O golaço de Cantona
Eric Cantona sempre foi um craque considerado polêmico. Nos clubes por onde passou, colecionou suspensões e até problemas com a polícia. Foi cortado da seleção francesa, campeã mundial de 1998, por seu extenso “currículo”. Mas nunca deixou de falar o que pensava. Nada mais irritante à ordem. E como pensava…
Publicado 16/12/2010 23:25
O craque francês adquiriu uma imensidão de apelidos que faziam referência a seu comportamento pouco convencional. Agrediu treinadores, jogadores, jornalistas, policiais e torcedores ao longo da carreira. Foi um andarilho entre clubes franceses e ingleses, até se estabelecer no Manchester United.
Nada disso apagava o seu futebol espetacular. Após tantas idas e vindas, sua passagem pelos Red Devils de Manchester o tornou ídolo do clube. Lá fez inúmeros gols, vários deles incríveis, interrompeu o jejum de títulos, vencendo quatro Campeonatos Ingleses, três Supercopas da Inglaterra e duas Copas da Inglaterra. Se Elizabeth III reinava de Londres, ele reinava de Manchester.
Digamos que ele foi mais eficiente que Bonaparte, ao tomar para si uma parte da Inglaterra.
No entanto, a disputa de uma Copa do Mundo pela seleção francesa é uma lacuna em sua carreira e em nossas existências. Imaginem só, Cantona e Zidane juntos naquele time francês de 98?!?
Pendurou as chuteiras aos 30 anos, em 98, ao saber que não iria à Copa. Apesar dos apelos fanáticos de dirigentes, jogadores e torcedores, não cedeu. Acabava ali sua história no futebol.
Depois disso, treinou o time francês de futebol de areia, até jogou um pouco por lá, virou ator (assistam À procura de Eric, de Ken Loach. Onde Cantona interpreta a si mesmo como psicólogo imaginário de um carteiro. Fantástico!) e continuou falando o que pensa.
A última de Cantona foi um escândalo para os economistas conservadores europeus. Um problema para o governo de Sarkozy e, em especial, para o sistema bancário francês e, quiçá, europeu.
Cantona recomendou uma espécie de revolução sem sangue, sem armas e absolutamente legal. Propôs que no dia 7 de dezembro, todos retirassem o dinheiro de suas contas nos bancos. Esvaziassem as instituições financeiras.
Segundo ele, isso geraria um colapso no sistema daqueles que lucram diariamente com a miséria do povo. A imprensa, com o auxílio de especialistas selecionados a dedo, linchou Cantona. Alguns deles, inclusive, até admitiram que o resultado previsto por Cantona estava correto, mas trataram de minimizar o impacto das palavras de Cantona e sua capacidade de mobilização.

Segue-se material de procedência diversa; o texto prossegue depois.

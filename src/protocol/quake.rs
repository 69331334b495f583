//! Quake `status` queries, shared by the three engine generations.

use super::{drive, parse_count, State, Target};
use crate::{
    conf::UdpDeadlines, info::TriBool, normalize::IntermediateFields, reader::ByteReader,
    transport::UdpTransport, GspErr,
};
use std::collections::HashMap;

const HEADER: &[u8] = &[0xFF; 4];

/// Engine generation, they differ in framing and player lines only.
#[derive(Debug, Clone, Copy, PartialEq, Eq)]
pub enum Generation {
    One,
    Two,
    Three,
}

impl Generation {
    pub fn protocol(self) -> &'static str {
        match self {
            Generation::One => "quake1",
            Generation::Two => "quake2",
            Generation::Three => "quake3",
        }
    }

    fn request(self) -> &'static [u8] {
        match self {
            Generation::One | Generation::Two => b"status",
            Generation::Three => b"getstatus",
        }
    }

    fn response(self) -> &'static [u8] {
        match self {
            Generation::One => b"n",
            Generation::Two => b"print\n",
            Generation::Three => b"statusResponse\n",
        }
    }

    /// Quake 1: `id score time ping "name" "skin" top bottom`.
    /// Later: `score ping "name"`, Quake 2 may append `"address"`.
    fn parse_player(self, line: &str) -> Result<Player, GspErr> {
        let invalid = || GspErr::parse(self.protocol(), format!("invalid player line {:?}", line));
        let tokens = tokens(line);

        let (score, ping, name) = match (self, tokens.as_slice()) {
            (Generation::One, [_id, score, _time, ping, name, ..]) => (score, ping, name),
            (Generation::Two | Generation::Three, [score, ping, name, ..]) => (score, ping, name),
            _ => return Err(invalid()),
        };

        Ok(Player {
            name: name.to_string(),
            score: score.parse().map_err(|_| invalid())?,
            ping: ping.parse().map_err(|_| invalid())?,
        })
    }
}

#[derive(Debug, PartialEq, Eq)]
pub struct Player {
    pub name: String,
    pub score: i32,
    pub ping: u16,
}

#[derive(Debug, Default, PartialEq, Eq)]
pub struct Status {
    pub values: HashMap<String, String>,
    pub players: Vec<Player>,
}

pub fn encode_request(generation: Generation) -> Vec<u8> {
    [HEADER, generation.request(), &[0x00]].concat()
}

/// Space separated tokens, a double quoted token may hold spaces.
fn tokens(line: &str) -> Vec<&str> {
    let mut tokens = Vec::new();
    let mut rest = line.trim();

    while !rest.is_empty() {
        let (token, tail) = match rest.strip_prefix('"') {
            Some(quoted) => quoted.split_once('"').unwrap_or((quoted, "")),
            None => rest.split_once(' ').unwrap_or((rest, "")),
        };

        tokens.push(token);
        rest = tail.trim_start();
    }

    tokens
}

/// `\key\value\key\value`, a dangling key is dropped.
fn parse_values(line: &str) -> HashMap<String, String> {
    let line = line.strip_prefix('\\').unwrap_or(line);
    let parts = line.split('\\').collect::<Vec<_>>();

    parts
        .chunks_exact(2)
        .map(|pair| (pair[0].to_string(), pair[1].to_string()))
        .collect()
}

pub fn decode_response(generation: Generation, bufs: &[u8]) -> Result<Status, GspErr> {
    let mut reader = ByteReader::create(generation.protocol(), bufs);

    reader.expect(HEADER, "header")?;
    reader.expect(generation.response(), "response header")?;

    let values = parse_values(&String::from_utf8_lossy(reader.read_until(b'\n')));
    let mut players = Vec::new();

    while !reader.is_empty() {
        let line = String::from_utf8_lossy(reader.read_until(b'\n'));
        let line = line.trim_end_matches('\0');

        if line.trim().is_empty() {
            continue;
        }

        players.push(generation.parse_player(line)?);
    }

    Ok(Status { values, players })
}

pub fn run(
    generation: Generation,
    target: &Target,
    deadlines: &UdpDeadlines,
) -> Result<IntermediateFields, GspErr> {
    let protocol = generation.protocol();

    drive(protocol, |machine| {
        let mut udp = UdpTransport::open(&target.addr, deadlines)?;

        udp.send(&encode_request(generation))?;
        machine.enter(State::RequestSent);

        let mut status = decode_response(generation, &udp.recv()?)?;
        machine.enter(State::ResponseReceived);

        let mut take = |keys: &[&str]| keys.iter().find_map(|key| status.values.remove(*key));

        let name = take(&["sv_hostname", "hostname"]);
        let map = take(&["mapname", "map"]);
        let version = take(&["version", "*version", "shortversion"]);
        let mode = take(&["gamename"]);
        let has_password = match take(&["g_needpass"]).as_deref().map(str::trim) {
            Some("1") => TriBool::True,
            Some("0") => TriBool::False,
            _ => TriBool::Unknown,
        };
        let max_players = take(&["sv_maxclients", "maxclients"])
            .map(|max| parse_count(protocol, "sv_maxclients", &max))
            .transpose()?;

        Ok(IntermediateFields {
            name,
            map,
            mode,
            version,
            has_password,
            max_players,
            current_players: Some(status.players.len() as u64),
            players: Some(status.players.into_iter().map(|p| Some(p.name)).collect()),
            ..Default::default()
        })
    })
}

A ideia de que jogadores de futebol servem para jogar futebol, e nada mais, ficou latente no discurso dos economistas e membros do Governo francês através da imprensa.
Este caso lembra um pouco a luta de Sócrates, o filósofo do futebol brasileiro, para que jogadores de futebol tivessem direito a pensar e expressar o que pensam em plena ditadura militar no Brasil.
A Democracia Corinthiana baseava-se nesta ideia e, durante algum tempo, tensionou o noticiário esportivo do final dos anos 70 ao início dos anos 80. Afinal, o que é o jogador? Um burro de carga destinado a cumprir ordens do treinador, tão somente?
Saber que jogadores de futebol, com toda sua penetração na sociedade, pensam e falam o que pensam é ultrajante para a ordem. As elites insistem em não permitir que isso aconteça, para não ver seus castelos começarem a ruir.
O que menos importa é se a proposta de Cantona vingou e o sistema financeiro europeu foi devastado. Importante é que ele pensa, fala o que pensa e, assim, existe!
É memorável partindo de alguém de um meio onde pouco se pensa ou se fala a não ser sobre futebol. E vez por outra, mesmo sobre futebol, pouco se pode aproveitar.
A ousadia e a subversão são os gols mais bonitos que o futebol pode proporcionar. Que digam Afonsinho, Sócrates, Maradona, entre outros. Agora, o golaço foi de Cantona. E que golaço!